Cansada del ruido constante, la contaminación ambiental y el uso de luces estroboscópicas, una ciudadana promovió un juicio de amparo indirecto contra la operación de la empresa Sociedad Cooperativa Autotransportes de Camioneros del Servicio Urbano de Jalapa, Ver., S.C.L., al considerar que sus actividades afectan de manera directa su entorno, su salud y el desarrollo de un menor de edad.
El juicio quedó radicado bajo el expediente 1457/2025 en el Juzgado Segundo de Distrito en el Estado de Veracruz. En su primera determinación, el juez concedió una suspensión de plano a favor del menor identificado con iniciales T.T.A.T., al advertir la posible existencia de actos que podrían afectar su sano desarrollo, particularmente por la generación de ruidos inmoderados y olores desagradables.
La resolución ordena a las autoridades responsables que, bajo su más estricta responsabilidad, adopten de inmediato las medidas necesarias para que, en caso de existir, cesen los ruidos excesivos y las emisiones que perturban el entorno del menor, con el objetivo de salvaguardar su bienestar y su derecho a un ambiente adecuado para su crecimiento. Asimismo, se les impuso un plazo de 24 horas para informar sobre el cumplimiento de la medida cautelar.
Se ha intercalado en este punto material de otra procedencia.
//! Error types for the carebridge domain.
//!
//! Uses `thiserror` for ergonomic error definitions.
//! Each bounded context has its own error variant.

use thiserror::Error;

/// The top-level error type for all carebridge operations.
#[derive(Debug, Error)]
pub enum Error {
    // --- Provider errors ---
    #[error("Provider error: {0}")]
    Provider(#[from] ProviderError),

    // --- Tool errors ---
    #[error("Tool error: {0}")]
    Tool(#[from] ToolError),

    // --- Record store errors ---
    #[error("Record store error: {0}")]
    Record(#[from] RecordError),

    // --- Agent errors ---
    #[error("Agent error: {0}")]
    Agent(#[from] AgentError),

    // --- Session errors ---
    #[error("Session error: {0}")]
    Session(#[from] SessionError),

    // --- Configuration errors ---
    #[error("Configuration error: {message}")]
    Config { message: String },

    // --- Serialization ---
    #[error("Serialization error: {0}")]
    Serialization(#[from] serde_json::Error),

    // --- Generic ---
    #[error("Internal error: {0}")]
    Internal(String),
}

/// Result type alias using our Error.
pub type Result<T> = std::result::Result<T, Error>;

// --- Bounded context errors ---

#[derive(Debug, Clone, Error)]
pub enum ProviderError {
    #[error("API request failed: {message} (status: {status_code})")]
    ApiError {
        status_code: u16,
        message: String,
    },

    #[error("Rate limited by provider, retry after {retry_after_secs}s")]
    RateLimited { retry_after_secs: u64 },

    #[error("Authentication failed: {0}")]
    AuthenticationFailed(String),

    #[error("Provider not configured: {0}")]
    NotConfigured(String),

    #[error("Request timed out: {0}")]
    Timeout(String),

    #[error("Network error: {0}")]
    Network(String),
}

#[derive(Debug, Clone, Error)]
pub enum ToolError {
    #[error("Tool unavailable: {tool_name} — {reason}")]
    Unavailable { tool_name: String, reason: String },

    #[error("Tool execution failed: {tool_name} — {reason}")]
    ExecutionFailed { tool_name: String, reason: String },

    #[error("Tool timed out: {tool_name} after {timeout_ms}ms")]
    Timeout { tool_name: String, timeout_ms: u64 },

    #[error("Invalid tool arguments: {0}")]
    InvalidArguments(String),
}

impl ToolError {
    /// Whether a retry could plausibly succeed (network hiccup, slow backend).
    pub fn is_transient(&self) -> bool {
        matches!(self, ToolError::Timeout { .. } | ToolError::Unavailable { .. })
    }

    /// The tool that produced this error, when known.
    pub fn tool_name(&self) -> Option<&str> {
        match self {
            ToolError::Unavailable { tool_name, .. }
            | ToolError::ExecutionFailed { tool_name, .. }
            | ToolError::Timeout { tool_name, .. } => Some(tool_name),
            ToolError::InvalidArguments(_) => None,
        }
    }
}

#[derive(Debug, Clone, Error)]
pub enum RecordError {
    #[error("Record store unavailable: {0}")]
    Unavailable(String),

    #[error("Record query failed: {0}")]
    QueryFailed(String),

    #[error("Invalid patient record: {0}")]
    InvalidRecord(String),
}

impl From<RecordError> for ToolError {
    fn from(err: RecordError) -> Self {
        match err {
            RecordError::Unavailable(reason) => ToolError::Unavailable {
                tool_name: "record_store".into(),
                reason,
            },
            other => ToolError::ExecutionFailed {
                tool_name: "record_store".into(),
                reason: other.to_string(),
            },
        }
    }
}

#[derive(Debug, Clone, Error)]
pub enum AgentError {
    #[error("{0}")]
    Tool(#[from] ToolError),

    #[error("Answer synthesis failed: {0}")]
    Synthesis(#[from] ProviderError),

    #[error("Handoff protocol violation: {0}")]
    Protocol(String),

    /// A second handoff was requested within one dispatch.
    #[error("Handoff loop: {first} then {second} within one dispatch")]
    HandoffLoop { first: String, second: String },

    #[error("Dispatch timed out after {timeout_ms}ms")]
    Timeout { timeout_ms: u64 },
}

#[derive(Debug, Clone, Error)]
pub enum SessionError {
    #[error("Unknown session: {0}")]
    NotFound(String),
}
En el escrito de demanda, la quejosa describe una serie de actos atribuidos a la empresa camionera, entre ellos el uso de herramientas pesadas como martillos y esmeriladoras para desmantelar camiones, trabajos de soldadura, operación de compresoras industriales, resguardo de unidades y piezas oxidadas en condiciones de deterioro, así como la entrada, salida y encendido de autobuses sin control de horarios. También señala el uso de luces estroboscópicas y estrobos, además de la utilización del inmueble como terminal y chatarral, lo que, afirma, genera afectaciones continuas.
En su demanda de amparo, la ciudadana señala como autoridades responsables a la Secretaría de Medio Ambiente y Recursos Naturales (SEMARNAT), a la Jurisdicción Sanitaria V de los Servicios de Salud de Veracruz (SESVER) y a la Secretaría de Seguridad Pública (SSP) de Veracruz, esta última por conducto de su ámbito de competencia en materia de transporte, al estar sectorizada a dicha dependencia la Dirección General de Transporte del Estado.
La afectada argumenta que las omisiones de dichas autoridades vulneran diversos derechos fundamentales, entre ellos el derecho a un medio ambiente sano, el derecho a la salud, el derecho del menor a un sano esparcimiento, el derecho de propiedad y, en el caso de una quejosa de identidad reservada, el derecho a la libertad de reproducción humana y formación familiar.
Tras la concesión de la suspensión de plano, la empresa camionera, por conducto de su apoderado legal, interpuso un recurso de queja en contra de la medida cautelar, el cual fue admitido por el Segundo Tribunal Colegiado en Materia Administrativa del Séptimo Circuito, con sede en Boca del Río, Veracruz, instancia que será la encargada de resolver si se mantiene o revoca la suspensión otorgada.
En paralelo, el Juez que inicialmente conoció del asunto se declaró legalmente impedido para resolver el fondo del juicio, al manifestar una relación de amistad estrecha con el padre del menor quejoso, situación que, expuso, podría generar dudas sobre su imparcialidad. No obstante, precisó que dicha circunstancia no le impedía resolver la suspensión de plano, al no existir un interés personal en el litigio.
El caso pone en el centro del debate la operación de instalaciones vinculadas al transporte urbano dentro de zonas habitacionales, así como la responsabilidad de las autoridades para supervisar actividades que pueden generar impactos ambientales, sanitarios y de protección a la niñez.
En resumen, el amparo continúa su curso con una suspensión de plano vigente en favor del menor, un recurso de queja en trámite promovido por la empresa camionera y la remisión del expediente a una instancia colegiada, mientras se define qué autoridad judicial será la encargada de resolver de fondo la controversia planteada por la ciudadana afectada.